=== Section Start ===

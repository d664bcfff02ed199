//! Parakeet TDT models exported to ONNX (NeMo Conformer TDT)

use std::path::PathBuf;
use std::sync::Arc;
use std::time::Instant;

use anyhow::Context;
use serde::{Deserialize, Serialize};
use tracing::{debug, info};
use vocalis_core::{FamilyConfig, InferenceOptions, ModelLoader, ModelManager, ModelMetadata, ModelTask};
use vocalis_models::{
    read_json, require_file, CachedRepo, CatalogClient, FamilyExecutor, HubCache, HubRegistry,
    MappedWeights, ModelCard, ModelError, ModelFamily, ModelFilter, ModelRegistry, RemoteModel,
};

use crate::error::AsrError;

/// Parakeet cards carry no library name, so repos are matched by id prefix
pub const MODEL_NAME_PREFIX: &str = "istupakov/parakeet-tdt";
const TASK: ModelTask = ModelTask::AutomaticSpeechRecognition;

const ALLOW_PATTERNS: &[&str] = &[
    "encoder-model.onnx",
    "encoder-model.onnx.data",
    "decoder_joint-model.onnx",
    "vocab.txt",
    "config.json",
    "README.md",
];

/// Word boundary marker in SentencePiece vocabularies
const WORD_BOUNDARY: char = '\u{2581}';

pub type ParakeetRegistry = HubRegistry<ParakeetFamily>;
pub type ParakeetExecutor = FamilyExecutor<ParakeetRegistry, ParakeetLoader>;

/// Parakeet model files
#[derive(Debug, Clone, PartialEq, Eq, Serialize)]
pub struct ParakeetFiles {
    pub encoder: PathBuf,
    pub decoder_joint: PathBuf,
    pub vocab: PathBuf,
    pub config: PathBuf,
}

pub struct ParakeetFamily {
    filter: ModelFilter,
}

impl Default for ParakeetFamily {
    fn default() -> Self {
        Self {
            filter: ModelFilter::new().model_name(MODEL_NAME_PREFIX).task(TASK),
        }
    }
}

impl ModelFamily for ParakeetFamily {
    type Model = ModelMetadata;
    type Files = ParakeetFiles;

    fn name(&self) -> &'static str {
        "parakeet"
    }

    fn filter(&self) -> &ModelFilter {
        &self.filter
    }

    fn allow_patterns(&self) -> &[&'static str] {
        ALLOW_PATTERNS
    }

    fn remote_metadata(&self, model: &RemoteModel) -> Option<ModelMetadata> {
        // the catalog search is a substring match
        if !model.id.starts_with(MODEL_NAME_PREFIX) {
            return None;
        }
        model.metadata(TASK)
    }

    fn local_metadata(&self, repo: &CachedRepo, card: &ModelCard) -> Option<ModelMetadata> {
        Some(repo.metadata(card, TASK))
    }

    fn resolve_files(&self, model_id: &str, files: &[PathBuf]) -> Result<ParakeetFiles, ModelError> {
        Ok(ParakeetFiles {
            encoder: require_file(files, model_id, "encoder-model.onnx")?,
            decoder_joint: require_file(files, model_id, "decoder_joint-model.onnx")?,
            vocab: require_file(files, model_id, "vocab.txt")?,
            config: require_file(files, model_id, "config.json")?,
        })
    }
}

/// `config.json` of an exported model
#[derive(Debug, Clone, Deserialize, Serialize)]
#[serde(default)]
pub struct ParakeetConfig {
    pub model_type: String,
    pub features_size: u32,
    pub subsampling_factor: u32,
    pub max_tokens_per_step: u32,
}

impl Default for ParakeetConfig {
    fn default() -> Self {
        Self {
            model_type: "nemo-conformer-tdt".to_string(),
            features_size: 128,
            subsampling_factor: 8,
            max_tokens_per_step: 10,
        }
    }
}

/// Token table from `vocab.txt` (`<token> <id>` per line)
#[derive(Debug, Clone)]
pub struct Vocabulary {
    tokens: Vec<String>,
    blank_id: usize,
}

impl Vocabulary {
    pub fn parse(text: &str) -> Result<Self, AsrError> {
        let mut entries = Vec::new();
        for (line_no, line) in text.lines().enumerate() {
            if line.trim().is_empty() {
                continue;
            }
            let (token, id) = line
                .rsplit_once(' ')
                .ok_or_else(|| AsrError::InvalidVocabulary(format!("line {}: {line}", line_no + 1)))?;
            let id: usize = id.trim().parse().map_err(|_| {
                AsrError::InvalidVocabulary(format!("line {}: bad id {id}", line_no + 1))
            })?;
            entries.push((id, token.to_string()));
        }
        if entries.is_empty() {
            return Err(AsrError::InvalidVocabulary("empty vocabulary".to_string()));
        }

        entries.sort_by_key(|(id, _)| *id);
        let mut tokens = Vec::with_capacity(entries.len());
        for (expected, (id, token)) in entries.into_iter().enumerate() {
            if id != expected {
                return Err(AsrError::InvalidVocabulary(format!(
                    "ids are not contiguous at {expected}"
                )));
            }
            tokens.push(token);
        }

        let blank_id = tokens
            .iter()
            .position(|t| t == "<blk>")
            .unwrap_or(tokens.len() - 1);
        Ok(Self { tokens, blank_id })
    }

    pub fn len(&self) -> usize {
        self.tokens.len()
    }

    pub fn is_empty(&self) -> bool {
        self.tokens.is_empty()
    }

    pub fn blank_id(&self) -> usize {
        self.blank_id
    }

    pub fn token(&self, id: usize) -> Option<&str> {
        self.tokens.get(id).map(String::as_str)
    }

    /// Join token ids into text, skipping blanks and unknown ids
    pub fn decode(&self, ids: &[usize]) -> String {
        let text: String = ids
            .iter()
            .filter(|&&id| id != self.blank_id)
            .filter_map(|&id| self.token(id))
            .collect();
        text.replace(WORD_BOUNDARY, " ").trim().to_string()
    }
}

/// A loaded Parakeet model
#[derive(Debug)]
pub struct ParakeetModel {
    model_id: String,
    files: ParakeetFiles,
    encoder: MappedWeights,
    decoder_joint: MappedWeights,
    vocabulary: Vocabulary,
    config: ParakeetConfig,
    options: InferenceOptions,
}

impl ParakeetModel {
    pub fn model_id(&self) -> &str {
        &self.model_id
    }

    pub fn files(&self) -> &ParakeetFiles {
        &self.files
    }

    pub fn encoder(&self) -> &MappedWeights {
        &self.encoder
    }

    pub fn decoder_joint(&self) -> &MappedWeights {
        &self.decoder_joint
    }

    pub fn vocabulary(&self) -> &Vocabulary {
        &self.vocabulary
    }

    pub fn config(&self) -> &ParakeetConfig {
        &self.config
    }

    pub fn options(&self) -> &InferenceOptions {
        &self.options
    }
}

pub struct ParakeetLoader {
    registry: Arc<ParakeetRegistry>,
    options: InferenceOptions,
}

impl ParakeetLoader {
    pub fn new(registry: Arc<ParakeetRegistry>, options: InferenceOptions) -> Self {
        Self { registry, options }
    }
}

impl ModelLoader for ParakeetLoader {
    type Model = ParakeetModel;

    fn load(&self, model_id: &str) -> anyhow::Result<ParakeetModel> {
        let start = Instant::now();
        let files = self.registry.resolve_files(model_id)?;
        debug!("Parakeet files for {}: {:?}", model_id, files);

        let encoder = MappedWeights::open(&files.encoder)
            .with_context(|| format!("failed to map {}", files.encoder.display()))?;
        let decoder_joint = MappedWeights::open(&files.decoder_joint)
            .with_context(|| format!("failed to map {}", files.decoder_joint.display()))?;
        let vocab_text = std::fs::read_to_string(&files.vocab)
            .with_context(|| format!("failed to read {}", files.vocab.display()))?;
        let vocabulary = Vocabulary::parse(&vocab_text)?;
        let config: ParakeetConfig = read_json(&files.config)?;

        info!(
            "Loaded Parakeet model {} ({} tokens, {} threads on {}) in {:.2}s",
            model_id,
            vocabulary.len(),
            self.options.cpu_threads,
            self.options.device,
            start.elapsed().as_secs_f64()
        );
        Ok(ParakeetModel {
            model_id: model_id.to_string(),
            files,
            encoder,
            decoder_joint,
            vocabulary,
            config,
            options: self.options,
        })
    }
}

/// Registry and manager for Parakeet models
pub fn parakeet_executor(
    cache: HubCache,
    catalog: CatalogClient,
    config: &FamilyConfig,
) -> ParakeetExecutor {
    let registry = Arc::new(HubRegistry::new(ParakeetFamily::default(), cache, catalog));
    let loader = ParakeetLoader::new(Arc::clone(&registry), config.inference_options());
    FamilyExecutor::new(registry, ModelManager::new(loader, config.ttl))
}

#[cfg(test)]
mod tests {
    use super::*;
    use std::fs;
    use std::path::Path;
    use std::time::Duration;
    use vocalis_core::{ModelState, Ttl};

    const CARD: &str = "---\nlicense: cc-by-4.0\nlanguage:\n- en\npipeline_tag: automatic-speech-recognition\ntags:\n- nemo\n---\n";
    const VOCAB: &str = "<unk> 0\n\u{2581}hello 1\n\u{2581}wor 2\nld 3\n<blk> 4\n";

    fn cache_repo(root: &Path, model_id: &str, files: &[(&str, &str)]) {
        let repo = root.join(format!("models--{}", model_id.replace('/', "--")));
        let snapshot = repo.join("snapshots").join("f00d");
        fs::create_dir_all(&snapshot).unwrap();
        fs::create_dir_all(repo.join("refs")).unwrap();
        fs::write(repo.join("refs").join("main"), "f00d").unwrap();
        fs::write(snapshot.join("README.md"), CARD).unwrap();
        for (name, content) in files {
            fs::write(snapshot.join(name), content).unwrap();
        }
    }

    fn full_model(root: &Path, model_id: &str) {
        cache_repo(
            root,
            model_id,
            &[
                ("encoder-model.onnx", "encoder"),
                ("decoder_joint-model.onnx", "decoder"),
                ("vocab.txt", VOCAB),
                ("config.json", r#"{"model_type": "nemo-conformer-tdt", "features_size": 80}"#),
            ],
        );
    }

    fn executor(root: &Path, ttl: Ttl) -> ParakeetExecutor {
        parakeet_executor(
            HubCache::new(root),
            CatalogClient::new("http://127.0.0.1:9", None).unwrap(),
            &FamilyConfig {
                ttl,
                ..FamilyConfig::default()
            },
        )
    }

    #[test]
    fn test_vocabulary() {
        let vocab = Vocabulary::parse(VOCAB).unwrap();
        assert_eq!(vocab.len(), 5);
        assert_eq!(vocab.blank_id(), 4);
        assert_eq!(vocab.token(1), Some("\u{2581}hello"));
        assert_eq!(vocab.decode(&[1, 4, 2, 3, 4]), "hello world");

        assert!(Vocabulary::parse("").is_err());
        assert!(Vocabulary::parse("a 0\nb 2\n").is_err());
        assert!(Vocabulary::parse("a zero\n").is_err());
    }

    #[test]
    fn test_local_models_match_by_prefix() {
        let dir = tempfile::tempdir().unwrap();
        full_model(dir.path(), "istupakov/parakeet-tdt-0.6b-v2-onnx");
        full_model(dir.path(), "nvidia/parakeet-tdt-0.6b-v2");

        let models = executor(dir.path(), Ttl::Never).list_local();
        assert_eq!(models.len(), 1);
        assert_eq!(models[0].id, "istupakov/parakeet-tdt-0.6b-v2-onnx");
        assert_eq!(models[0].owned_by, "istupakov");
        assert_eq!(models[0].language, vec!["en"]);
    }

    #[test]
    fn test_remote_entries_outside_prefix_skipped() {
        let family = ParakeetFamily::default();
        let model: RemoteModel = serde_json::from_str(
            r#"{"id": "someone/istupakov-parakeet-tdt-copy", "createdAt": "2025-01-01T00:00:00Z", "cardData": {}}"#,
        )
        .unwrap();
        assert!(family.remote_metadata(&model).is_none());

        let model: RemoteModel = serde_json::from_str(
            r#"{"id": "istupakov/parakeet-tdt-0.6b-v3-onnx", "createdAt": "2025-01-01T00:00:00Z", "cardData": {"language": "en"}}"#,
        )
        .unwrap();
        let metadata = family.remote_metadata(&model).unwrap();
        assert_eq!(metadata.created, 1735689600);
        assert_eq!(metadata.language, vec!["en"]);
    }

    #[tokio::test(start_paused = true)]
    async fn test_idle_model_evicted() {
        let dir = tempfile::tempdir().unwrap();
        full_model(dir.path(), "istupakov/parakeet-tdt-0.6b-v2-onnx");
        let executor = executor(dir.path(), Ttl::After(Duration::from_secs(2)));

        let model = executor
            .acquire("istupakov/parakeet-tdt-0.6b-v2-onnx")
            .await
            .unwrap();
        assert_eq!(model.encoder().as_bytes(), b"encoder");
        assert_eq!(model.config().features_size, 80);
        assert_eq!(model.config().subsampling_factor, 8);
        assert_eq!(model.vocabulary().blank_id(), 4);
        drop(model);

        let loaded = executor.loaded_models();
        assert_eq!(loaded.len(), 1);
        assert_eq!(loaded[0].state, ModelState::Loaded);
        assert_eq!(loaded[0].use_count, 0);

        tokio::time::sleep(Duration::from_secs(3)).await;
        assert!(executor.loaded_models().is_empty());
    }

    #[test]
    fn test_missing_vocab_is_not_found() {
        let dir = tempfile::tempdir().unwrap();
        cache_repo(
            dir.path(),
            "istupakov/parakeet-tdt-0.6b-v2-onnx",
            &[
                ("encoder-model.onnx", "encoder"),
                ("decoder_joint-model.onnx", "decoder"),
                ("config.json", "{}"),
            ],
        );
        let executor = executor(dir.path(), Ttl::Never);
        let err = executor
            .registry()
            .resolve_files("istupakov/parakeet-tdt-0.6b-v2-onnx")
            .unwrap_err();
        assert!(err.is_not_found());
        assert!(err.to_string().contains("vocab.txt"));
    }
}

=== Section End ===

:: WHAT IS REQUIRED ::
Look above for the line with "fn remote_metadata(&self, model: &RemoteModel)" and the line with "impl Default for ParakeetConfig", and reproduce exactly those two lines plus every line between, nothing more.

:: OUTPUT OF THE TASK ::
    fn remote_metadata(&self, model: &RemoteModel) -> Option<ModelMetadata> {
        // the catalog search is a substring match
        if !model.id.starts_with(MODEL_NAME_PREFIX) {
            return None;
        }
        model.metadata(TASK)
    }

    fn local_metadata(&self, repo: &CachedRepo, card: &ModelCard) -> Option<ModelMetadata> {
        Some(repo.metadata(card, TASK))
    }

    fn resolve_files(&self, model_id: &str, files: &[PathBuf]) -> Result<ParakeetFiles, ModelError> {
        Ok(ParakeetFiles {
            encoder: require_file(files, model_id, "encoder-model.onnx")?,
            decoder_joint: require_file(files, model_id, "decoder_joint-model.onnx")?,
            vocab: require_file(files, model_id, "vocab.txt")?,
            config: require_file(files, model_id, "config.json")?,
        })
    }
}

/// `config.json` of an exported model
#[derive(Debug, Clone, Deserialize, Serialize)]
#[serde(default)]
pub struct ParakeetConfig {
    pub model_type: String,
    pub features_size: u32,
    pub subsampling_factor: u32,
    pub max_tokens_per_step: u32,
}

impl Default for ParakeetConfig {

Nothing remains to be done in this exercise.